- The Washington Times - Sunday, March 20, 2005

“Anymember State may decide to withdraw from the Union in accordance with its own constitutional requirements.” John C. Calhoun would have liked it and Jefferson Davis used it. Abraham Lincoln would have opposed it. Yet it would have saved the lives of thousands — the right to secede.

Granting this right as a constitutional right may be quite unexpected. Yet this is precisely what the European Union did with Article I-60 of its constitutional treaty project as quoted above. Thus the withdrawal would be made through an agreement with the union which would establish the future relationship with the secession state.

But it is not all: The EU also grants the constitutional right to come back. The procedure would then follow the usual application for any states to enter the Union as detailed in article I-58: “The Council shall act unanimously after consulting the Commission and after obtaining the consent of the European Parliament.”

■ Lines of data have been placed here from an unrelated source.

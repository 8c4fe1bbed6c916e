//! The `TlsEnv` collaborator: process-wide TLS material loading,
//! narrowed here to a per-[`Chirp`](crate::chirp::Chirp) config builder.
//!
//! TLS library init/cleanup itself (`rustls` needs none — unlike the
//! OpenSSL-backed C core, there is no global `SSL_library_init`) is a
//! non-event; what remains of the collaborator is turning the
//! configured PEM paths into a `rustls` client/server config pinned to
//! TLS 1.2, mandatory peer verification, and the restricted cipher
//! list spec.md §6 asks for.

use std::fs::File;
use std::io::BufReader;
use std::path::Path;
use std::sync::Arc;

use rustls::{
    AllowAnyAuthenticatedClient, Certificate, ClientConfig, PrivateKey, ProtocolVersion,
    RootCertStore, ServerConfig,
};

use crate::error::{ChirpError, Result};

/// The two AES-256-GCM suites `rustls` actually offers (no DHE suites
/// exist in `rustls` — see DESIGN.md's resolution of the cipher-list
/// Open Question).
fn allowed_ciphersuites() -> Vec<&'static rustls::SupportedCipherSuite> {
    rustls::ALL_CIPHERSUITES
        .iter()
        .copied()
        .filter(|s| {
            s.suite == rustls::CipherSuite::TLS_ECDHE_RSA_WITH_AES_256_GCM_SHA384
                || s.suite == rustls::CipherSuite::TLS_ECDHE_ECDSA_WITH_AES_256_GCM_SHA384
        })
        .collect()
}

fn load_certs(path: &Path) -> Result<Vec<Certificate>> {
    let f = File::open(path).map_err(|e| ChirpError::TlsError(e.to_string()))?;
    let mut reader = BufReader::new(f);
    rustls::internal::pemfile::certs(&mut reader)
        .map_err(|_| ChirpError::TlsError(format!("no certificates found in {}", path.display())))
}

fn load_private_key(path: &Path) -> Result<PrivateKey> {
    let f = File::open(path).map_err(|e| ChirpError::TlsError(e.to_string()))?;
    let mut reader = BufReader::new(f);
    let mut keys = rustls::internal::pemfile::pkcs8_private_keys(&mut reader)
        .map_err(|_| ChirpError::TlsError(format!("no private key found in {}", path.display())))?;
    keys.pop()
        .ok_or_else(|| ChirpError::TlsError(format!("no private key found in {}", path.display())))
}

/// Build the `rustls` configs used for the lifetime of one `Chirp`
/// instance. `cert_chain_pem` carries both the certificate chain and,
/// for the server config's mutual-TLS requirement, the trust roots
/// peers are verified against; `dh_params_pem` holds the private key
/// in the layout the original DH-parameters slot is repurposed for
/// (see DESIGN.md).
pub struct TlsEnv {
    pub server: Arc<ServerConfig>,
    pub client: Arc<ClientConfig>,
}

impl TlsEnv {
    pub fn load(cert_chain_pem: &Path, dh_params_pem: &Path) -> Result<TlsEnv> {
        let certs = load_certs(cert_chain_pem)?;
        let key = load_private_key(dh_params_pem)?;

        let mut roots = RootCertStore::empty();
        for cert in &certs {
            let _ = roots.add(cert);
        }

        let mut server = ServerConfig::new(AllowAnyAuthenticatedClient::new(roots.clone()));
        server
            .set_single_cert(certs.clone(), key.clone())
            .map_err(|e| ChirpError::TlsError(e.to_string()))?;
        server.versions = vec![ProtocolVersion::TLSv1_2];
        server.ciphersuites = allowed_ciphersuites();

        let mut client = ClientConfig::new();
        client.root_store = roots;
        client.versions = vec![ProtocolVersion::TLSv1_2];
        client.ciphersuites = allowed_ciphersuites();
        // Peer verification is mandatory in both directions (spec
        // §6 "FAIL_IF_NO_PEER_CERT"); the client side authenticates
        // itself with the same certificate/key pair.
        client.set_single_client_cert(certs, key);

        Ok(TlsEnv {
            server: Arc::new(server),
            client: Arc::new(client),
        })
    }
}
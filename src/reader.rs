//! Pull-based reader state machine.
//!
//! Consumes a byte stream into fully formed [`Message`]s, acquiring a
//! slot from the owning connection's [`BufferPool`] for each one and
//! applying back-pressure (stopping the stream) when the pool is
//! exhausted. Used verbatim underneath both the cleartext and TLS
//! transports — the reader never branches on encryption.

use crate::buffer_pool::{BufferPool, INLINE_DATA_SIZE, INLINE_HEADER_SIZE};
use crate::error::{ChirpError, Result};
use crate::message::{Message, MsgFlags, TYPE_ACK, TYPE_NOOP, TYPE_REQ_ACK};
use crate::serializer::{Handshake, WireHeader, HANDSHAKE_SIZE, WIRE_HEADER_SIZE};

#[derive(Debug, Clone, PartialEq, Eq)]
enum State {
    Start,
    Handshake,
    Wait,
    Slot,
    Header,
    Data,
}

/// The environment a [`Reader`] is driven inside: everything it needs
/// to act on a decoded handshake, an ACK/NOOP, or a fully reassembled
/// message without owning the [`Connection`](crate::connection::Connection)
/// itself.
pub trait ReaderSink {
    fn pool(&self) -> &BufferPool;
    fn max_msg_size(&self) -> usize;

    /// Called once, to produce the bytes of our own outbound handshake
    /// when entering `START`.
    fn local_handshake(&self) -> Handshake;

    /// A peer handshake has just been decoded.
    fn on_handshake(&mut self, hs: Handshake) -> Result<()>;

    /// A NOOP liveness probe arrived.
    fn on_noop(&mut self);

    /// An ACK arrived; `identity` is the identity of the message it
    /// acknowledges.
    fn on_ack(&mut self, identity: [u8; 16]);

    /// The sender's endpoint tuple and published identity, stamped onto
    /// every message acquired into a slot.
    fn remote_endpoint(&self) -> (std::net::IpAddr, u16, [u8; 16]);

    /// The connection handle bytes are currently being read on, stamped
    /// onto delivered messages so `release` can clear back-pressure.
    fn connection_handle(&self) -> usize;

    /// A fully reassembled message is ready for the receive callback.
    fn deliver(&mut self, msg: Message, slot: u32);

    /// The peer violated framing or exceeded limits; shut the
    /// connection down with a protocol error.
    fn protocol_error(&mut self, reason: String);

    /// Stream back-pressure: stop/resume reading from the socket.
    fn set_stopped(&mut self, stopped: bool);
}

/// The reader state machine described in spec §4.3.
pub struct Reader {
    state: State,
    scratch: Vec<u8>,
    header: Option<WireHeader>,
    slot: Option<u32>,
    overflow_header: Option<Vec<u8>>,
    overflow_data: Option<Vec<u8>>,
    header_have: usize,
    data_have: usize,
}

impl Reader {
    pub fn new() -> Self {
        Reader {
            state: State::Start,
            scratch: Vec::with_capacity(WIRE_HEADER_SIZE),
            header: None,
            slot: None,
            overflow_header: None,
            overflow_data: None,
            header_have: 0,
            data_have: 0,
        }
    }

    /// True once the peer's handshake has been consumed and we're
    /// reading message frames.
    pub fn is_established(&self) -> bool {
        !matches!(self.state, State::Start | State::Handshake)
    }

    /// Consume as much of `buf` as the current state allows, driving
    /// the state machine forward. Returns the number of bytes consumed.
    /// Call repeatedly (e.g. once per socket read) feeding unconsumed
    /// bytes back in along with newly arrived ones on the next call —
    /// this is what makes partial reads and "stop because no slot"
    /// resumable: the caller simply re-invokes `read` with the leftover
    /// slice once more bytes (or a freed slot) are available.
    pub fn read(&mut self, sink: &mut dyn ReaderSink, buf: &[u8]) -> usize {
        let mut off = 0;
        loop {
            if self.state == State::Start {
                // START produces no consumption; it is driven once by
                // the connection before any bytes arrive.
                self.state = State::Handshake;
                continue;
            }
            let remaining = &buf[off..];
            if remaining.is_empty() {
                break;
            }
            match self.state {
                State::Start => unreachable!(),
                State::Handshake => {
                    let need = HANDSHAKE_SIZE - self.scratch.len();
                    let take = need.min(remaining.len());
                    self.scratch.extend_from_slice(&remaining[..take]);
                    off += take;
                    if self.scratch.len() < HANDSHAKE_SIZE {
                        break;
                    }
                    let mut arr = [0u8; HANDSHAKE_SIZE];
                    arr.copy_from_slice(&self.scratch);
                    self.scratch.clear();
                    let hs = Handshake::decode(&arr);
                    if let Err(_e) = sink.on_handshake(hs) {
                        break;
                    }
                    self.state = State::Wait;
                }
                State::Wait => {
                    let need = WIRE_HEADER_SIZE - self.scratch.len();
                    let take = need.min(remaining.len());
                    self.scratch.extend_from_slice(&remaining[..take]);
                    off += take;
                    if self.scratch.len() < WIRE_HEADER_SIZE {
                        break;
                    }
                    let mut arr = [0u8; WIRE_HEADER_SIZE];
                    arr.copy_from_slice(&self.scratch);
                    self.scratch.clear();
                    let hdr = WireHeader::decode(&arr);

                    if let Err(reason) = validate_header(&hdr, sink.max_msg_size()) {
                        sink.protocol_error(reason);
                        break;
                    }

                    if hdr.ty & TYPE_NOOP != 0 {
                        sink.on_noop();
                        continue;
                    }
                    if hdr.ty & TYPE_ACK != 0 {
                        sink.on_ack(hdr.identity);
                        continue;
                    }
                    self.header = Some(hdr);
                    self.state = State::Slot;
                }
                State::Slot => {
                    if self.slot.is_none() {
                        match sink.pool().acquire() {
                            Some(idx) => self.slot = Some(idx),
                            None => {
                                sink.set_stopped(true);
                                break;
                            }
                        }
                    }
                    let hdr = self.header.clone().expect("header set before Slot state");
                    let idx = self.slot.unwrap();
                    let (address, port, remote_identity) = sink.remote_endpoint();
                    sink.pool().with_slot(idx, |slot| {
                        slot.msg.identity = hdr.identity;
                        slot.msg.serial = hdr.serial;
                        slot.msg.ty = hdr.ty;
                        slot.msg.address = address;
                        slot.msg.ip_protocol = crate::message::IpProtocol::of(&address);
                        slot.msg.port = port;
                        slot.msg.remote_identity = remote_identity;
                        slot.msg
                            .flags
                            .set(MsgFlags::SEND_ACK, hdr.ty & TYPE_REQ_ACK != 0);
                    });
                    self.header_have = 0;
                    self.data_have = 0;
                    self.overflow_header = None;
                    self.overflow_data = None;
                    if hdr.header_len > 0 {
                        self.state = State::Header;
                    } else if hdr.data_len > 0 {
                        self.state = State::Data;
                    } else {
                        self.deliver_current(sink);
                    }
                }
                State::Header => {
                    let hdr = self.header.unwrap();
                    let total = hdr.header_len as usize;
                    let take = (total - self.header_have).min(remaining.len());
                    self.copy_into_header(sink, &remaining[..take]);
                    self.header_have += take;
                    off += take;
                    if self.header_have < total {
                        break;
                    }
                    if hdr.data_len > 0 {
                        self.state = State::Data;
                    } else {
                        self.deliver_current(sink);
                    }
                }
                State::Data => {
                    let hdr = self.header.unwrap();
                    let total = hdr.data_len as usize;
                    let take = (total - self.data_have).min(remaining.len());
                    self.copy_into_data(sink, &remaining[..take]);
                    self.data_have += take;
                    off += take;
                    if self.data_have < total {
                        break;
                    }
                    self.deliver_current(sink);
                }
            }
        }
        off
    }

    fn copy_into_header(&mut self, sink: &dyn ReaderSink, bytes: &[u8]) {
        let idx = self.slot.unwrap();
        let total = self.header.unwrap().header_len as usize;
        if total <= INLINE_HEADER_SIZE {
            sink.pool().with_slot(idx, |slot| {
                let start = self.header_have;
                slot.inline_header[start..start + bytes.len()].copy_from_slice(bytes);
            });
        } else {
            let buf = self
                .overflow_header
                .get_or_insert_with(|| Vec::with_capacity(total));
            buf.extend_from_slice(bytes);
        }
    }

    fn copy_into_data(&mut self, sink: &dyn ReaderSink, bytes: &[u8]) {
        let idx = self.slot.unwrap();
        let total = self.header.unwrap().data_len as usize;
        if total <= INLINE_DATA_SIZE {
            sink.pool().with_slot(idx, |slot| {
                let start = self.data_have;
                slot.inline_data[start..start + bytes.len()].copy_from_slice(bytes);
            });
        } else {
            let buf = self
                .overflow_data
                .get_or_insert_with(|| Vec::with_capacity(total));
            buf.extend_from_slice(bytes);
        }
    }

    fn deliver_current(&mut self, sink: &mut dyn ReaderSink) {
        let hdr = self.header.take().expect("header set while delivering");
        let idx = self.slot.take().unwrap();
        let header_len = hdr.header_len as usize;
        let data_len = hdr.data_len as usize;
        let overflow_header = self.overflow_header.take();
        let overflow_data = self.overflow_data.take();
        self.header_have = 0;
        self.data_have = 0;

        let mut msg = sink.pool().with_slot(idx, |slot| slot.msg.clone());
        msg.slot = Some(idx);
        msg.flags.insert(MsgFlags::USED);
        msg.pool = Some(sink.pool().clone());
        msg.conn_handle = Some(sink.connection_handle());
        msg.header = match overflow_header {
            Some(v) => {
                msg.flags.insert(MsgFlags::FREE_HEADER);
                v
            }
            None => sink
                .pool()
                .with_slot(idx, |slot| slot.inline_header[..header_len].to_vec()),
        };
        msg.data = match overflow_data {
            Some(v) => {
                msg.flags.insert(MsgFlags::FREE_DATA);
                v
            }
            None => sink
                .pool()
                .with_slot(idx, |slot| slot.inline_data[..data_len].to_vec()),
        };

        sink.pool().bump_refcount();
        self.state = State::Wait;
        sink.deliver(msg, idx);
    }
}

Because of their past, Americans may be more sensitive than other people to this right and its consequences.This gesture is unique in history, making the European Constitution incredibly flexible. With a door wide open for those who want to leave — and left open for them to return — the European Union is setting forth a striking modern constitutional right.

As divorce has been legalized, a divorce procedure was created between countries. History gives lessons: Compromises are not good long-term solutions to keep all states together. In American history, such compromise builders as Henry Clay just bought time before the Civil War broke out.

Paradoxically, the right to secede may strengthen the union. In its building, the European Union is cautious about not missing any steps. Providing a flexible framework in order to preserve peace on a continent which was ravaged by wars is a priority. It is wise politics to enable a country that does not want to stay to leave the union. This approach would avert the possibility of a lethal crisis which may end in civil war.

Far from endangering the cohesion of the union, the secession right is a precautionary principle which is very likely to strengthen it and protect the positive diversity of each member state. This is another paradoxical consequence. In its building, the European Union is cautious about not missing any steps. Providing a flexible framework in order to preserve peace on a continent which was ravaged by war is a priority. It is therefore wise politics to offer an exit if one country does not want to stay, thus avoiding gridlock or compromises which threaten to transform the EU into a lame duck.

The secession right could also act as a limitation on power, preventing the creation of a European superstate, the Euroskeptics’ nightmare and the constant fear of free traders. Brussels shall make no laws hurting any member state, and shall not even try to centralize too much power if it wants to avoid the use of article I-60. Thus, far from threatening European cohesion, the secession right would prevent the building of a supergovernment. It would then also satisfy Euroskeptics, who could have a powerful tool to protect diversity in the union, keeping all states together.

Last, but not least, the secession right could be a key element in creating a true balance of power and influence among member states. Democracy’s aim is to protect the minority from the will of the majority. Thus could work Article I-60. If ever some group of states are too forceful in imposing their will through the shaping of European policies, article I-60 could be activated. But this is in no one’s interest, and this article may limit the growth of some states’ influence.

The secession right as a way to cement the union: Why not — at least in Europe? Let’s watch.

Sylvain Charat is director of policy studies at the French think tank Eurolibnetwork.